- Your goal:
Once a line is found to contain "DeviceDescriptor", copy it out of the listing.

--

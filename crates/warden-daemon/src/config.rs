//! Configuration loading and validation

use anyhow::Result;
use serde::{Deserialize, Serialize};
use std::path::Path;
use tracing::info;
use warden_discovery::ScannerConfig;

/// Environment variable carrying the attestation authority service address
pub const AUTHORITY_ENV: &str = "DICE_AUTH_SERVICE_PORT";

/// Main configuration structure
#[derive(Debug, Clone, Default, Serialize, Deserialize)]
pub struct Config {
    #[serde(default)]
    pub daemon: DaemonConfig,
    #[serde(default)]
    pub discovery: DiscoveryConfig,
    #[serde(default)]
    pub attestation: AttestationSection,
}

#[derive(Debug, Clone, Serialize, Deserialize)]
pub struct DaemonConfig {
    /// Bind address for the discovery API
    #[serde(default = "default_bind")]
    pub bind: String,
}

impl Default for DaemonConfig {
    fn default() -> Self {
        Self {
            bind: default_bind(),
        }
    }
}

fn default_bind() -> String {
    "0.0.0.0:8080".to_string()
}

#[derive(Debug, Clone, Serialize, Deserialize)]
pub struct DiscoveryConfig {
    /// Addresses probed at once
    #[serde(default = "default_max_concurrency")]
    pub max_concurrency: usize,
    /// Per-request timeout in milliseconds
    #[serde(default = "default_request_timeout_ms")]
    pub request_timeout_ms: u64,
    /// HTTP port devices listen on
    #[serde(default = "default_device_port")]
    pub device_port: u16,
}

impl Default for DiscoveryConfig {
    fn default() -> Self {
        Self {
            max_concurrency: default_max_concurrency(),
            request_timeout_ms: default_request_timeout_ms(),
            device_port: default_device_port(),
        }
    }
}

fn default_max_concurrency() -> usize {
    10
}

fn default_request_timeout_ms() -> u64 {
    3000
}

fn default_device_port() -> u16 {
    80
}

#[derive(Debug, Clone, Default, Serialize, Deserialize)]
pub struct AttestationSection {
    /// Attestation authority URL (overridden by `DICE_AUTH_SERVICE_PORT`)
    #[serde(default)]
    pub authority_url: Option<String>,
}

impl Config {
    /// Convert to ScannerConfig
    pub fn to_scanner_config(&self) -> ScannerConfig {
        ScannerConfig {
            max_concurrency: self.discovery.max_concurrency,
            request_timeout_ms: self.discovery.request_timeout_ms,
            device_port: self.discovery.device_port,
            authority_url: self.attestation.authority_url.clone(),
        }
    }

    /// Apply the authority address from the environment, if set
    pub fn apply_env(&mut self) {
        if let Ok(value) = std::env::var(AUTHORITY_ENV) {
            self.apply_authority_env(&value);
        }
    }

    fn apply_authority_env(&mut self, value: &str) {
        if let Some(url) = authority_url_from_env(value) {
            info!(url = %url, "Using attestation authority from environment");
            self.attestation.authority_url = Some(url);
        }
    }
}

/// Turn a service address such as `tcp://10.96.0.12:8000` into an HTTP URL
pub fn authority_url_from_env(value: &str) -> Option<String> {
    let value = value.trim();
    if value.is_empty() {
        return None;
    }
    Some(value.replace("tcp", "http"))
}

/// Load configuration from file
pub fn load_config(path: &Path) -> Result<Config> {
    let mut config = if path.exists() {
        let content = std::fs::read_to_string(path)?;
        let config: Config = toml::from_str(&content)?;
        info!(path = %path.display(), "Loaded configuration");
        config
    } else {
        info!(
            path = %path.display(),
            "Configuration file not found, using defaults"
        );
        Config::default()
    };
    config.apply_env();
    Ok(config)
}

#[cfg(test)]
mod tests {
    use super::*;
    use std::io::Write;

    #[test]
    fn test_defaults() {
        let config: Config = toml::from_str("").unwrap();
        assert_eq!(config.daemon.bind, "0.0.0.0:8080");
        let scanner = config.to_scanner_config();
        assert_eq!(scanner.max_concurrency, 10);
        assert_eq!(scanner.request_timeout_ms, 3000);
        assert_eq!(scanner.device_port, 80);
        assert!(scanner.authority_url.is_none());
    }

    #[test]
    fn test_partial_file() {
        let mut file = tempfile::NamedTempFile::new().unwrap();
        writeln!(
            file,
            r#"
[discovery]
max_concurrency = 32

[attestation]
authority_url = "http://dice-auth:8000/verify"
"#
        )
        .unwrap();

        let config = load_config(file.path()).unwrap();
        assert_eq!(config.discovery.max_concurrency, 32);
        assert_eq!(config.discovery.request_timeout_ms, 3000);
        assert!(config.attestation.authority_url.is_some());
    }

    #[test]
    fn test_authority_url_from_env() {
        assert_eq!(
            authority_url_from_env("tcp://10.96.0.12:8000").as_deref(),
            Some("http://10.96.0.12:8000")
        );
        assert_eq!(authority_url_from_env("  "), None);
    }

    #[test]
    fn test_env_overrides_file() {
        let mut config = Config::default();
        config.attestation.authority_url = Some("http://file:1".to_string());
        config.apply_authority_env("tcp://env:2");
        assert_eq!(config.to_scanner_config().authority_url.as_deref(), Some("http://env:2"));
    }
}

--

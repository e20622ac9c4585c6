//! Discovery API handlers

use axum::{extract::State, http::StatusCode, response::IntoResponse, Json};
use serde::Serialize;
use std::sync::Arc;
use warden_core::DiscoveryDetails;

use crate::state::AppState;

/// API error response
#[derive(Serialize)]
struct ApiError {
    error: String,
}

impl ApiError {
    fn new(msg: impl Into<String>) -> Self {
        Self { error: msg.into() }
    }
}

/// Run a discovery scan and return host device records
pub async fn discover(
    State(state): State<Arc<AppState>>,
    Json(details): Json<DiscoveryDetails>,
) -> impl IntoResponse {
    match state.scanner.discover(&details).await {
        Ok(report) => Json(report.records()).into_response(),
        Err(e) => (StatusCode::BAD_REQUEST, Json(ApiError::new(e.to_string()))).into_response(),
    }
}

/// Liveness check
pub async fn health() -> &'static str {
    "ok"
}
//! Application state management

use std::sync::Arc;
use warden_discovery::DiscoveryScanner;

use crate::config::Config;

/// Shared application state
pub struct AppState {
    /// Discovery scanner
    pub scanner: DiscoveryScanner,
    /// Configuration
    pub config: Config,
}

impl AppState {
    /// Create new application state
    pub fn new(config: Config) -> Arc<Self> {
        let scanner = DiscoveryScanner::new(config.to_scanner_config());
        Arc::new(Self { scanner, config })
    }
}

--

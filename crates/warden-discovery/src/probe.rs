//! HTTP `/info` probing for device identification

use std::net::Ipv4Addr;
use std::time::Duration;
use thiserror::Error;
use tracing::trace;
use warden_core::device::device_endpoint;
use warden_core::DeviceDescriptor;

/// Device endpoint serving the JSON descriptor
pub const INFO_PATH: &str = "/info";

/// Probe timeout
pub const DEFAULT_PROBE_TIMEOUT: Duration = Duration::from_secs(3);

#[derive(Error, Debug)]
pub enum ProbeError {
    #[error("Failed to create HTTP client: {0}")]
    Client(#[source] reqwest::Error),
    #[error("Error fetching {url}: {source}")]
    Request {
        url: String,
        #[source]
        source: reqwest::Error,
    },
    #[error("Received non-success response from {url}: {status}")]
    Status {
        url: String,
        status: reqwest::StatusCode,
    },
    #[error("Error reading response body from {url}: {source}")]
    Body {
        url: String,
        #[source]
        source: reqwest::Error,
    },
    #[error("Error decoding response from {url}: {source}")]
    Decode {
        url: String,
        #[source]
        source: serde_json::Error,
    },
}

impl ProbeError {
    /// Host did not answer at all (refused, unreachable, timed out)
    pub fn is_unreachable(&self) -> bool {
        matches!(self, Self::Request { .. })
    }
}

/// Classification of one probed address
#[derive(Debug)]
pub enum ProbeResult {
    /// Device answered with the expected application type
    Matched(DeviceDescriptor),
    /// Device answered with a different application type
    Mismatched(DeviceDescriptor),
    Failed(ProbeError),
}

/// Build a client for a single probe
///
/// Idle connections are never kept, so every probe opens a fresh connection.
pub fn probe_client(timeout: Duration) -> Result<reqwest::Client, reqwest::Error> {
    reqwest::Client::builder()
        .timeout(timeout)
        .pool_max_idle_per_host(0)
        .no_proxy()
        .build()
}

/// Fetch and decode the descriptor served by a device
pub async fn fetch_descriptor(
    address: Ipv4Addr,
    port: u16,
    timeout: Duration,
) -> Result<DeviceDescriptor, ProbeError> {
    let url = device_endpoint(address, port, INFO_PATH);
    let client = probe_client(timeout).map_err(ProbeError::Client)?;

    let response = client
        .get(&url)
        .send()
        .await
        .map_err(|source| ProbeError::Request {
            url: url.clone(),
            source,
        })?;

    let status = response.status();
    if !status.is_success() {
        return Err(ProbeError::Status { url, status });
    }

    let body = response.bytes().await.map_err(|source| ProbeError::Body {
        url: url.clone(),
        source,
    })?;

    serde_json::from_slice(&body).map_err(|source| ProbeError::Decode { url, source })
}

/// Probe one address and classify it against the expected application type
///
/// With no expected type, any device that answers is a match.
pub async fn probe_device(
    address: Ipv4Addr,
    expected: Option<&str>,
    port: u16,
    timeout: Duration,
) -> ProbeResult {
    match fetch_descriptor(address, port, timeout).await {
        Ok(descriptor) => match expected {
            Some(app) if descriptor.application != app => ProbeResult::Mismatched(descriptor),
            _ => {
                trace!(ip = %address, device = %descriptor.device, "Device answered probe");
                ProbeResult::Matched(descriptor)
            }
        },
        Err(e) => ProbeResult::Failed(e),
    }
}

--

- Written reply:
use warden_core::DeviceDescriptor;
    Matched(DeviceDescriptor),
    Mismatched(DeviceDescriptor),
) -> Result<DeviceDescriptor, ProbeError> {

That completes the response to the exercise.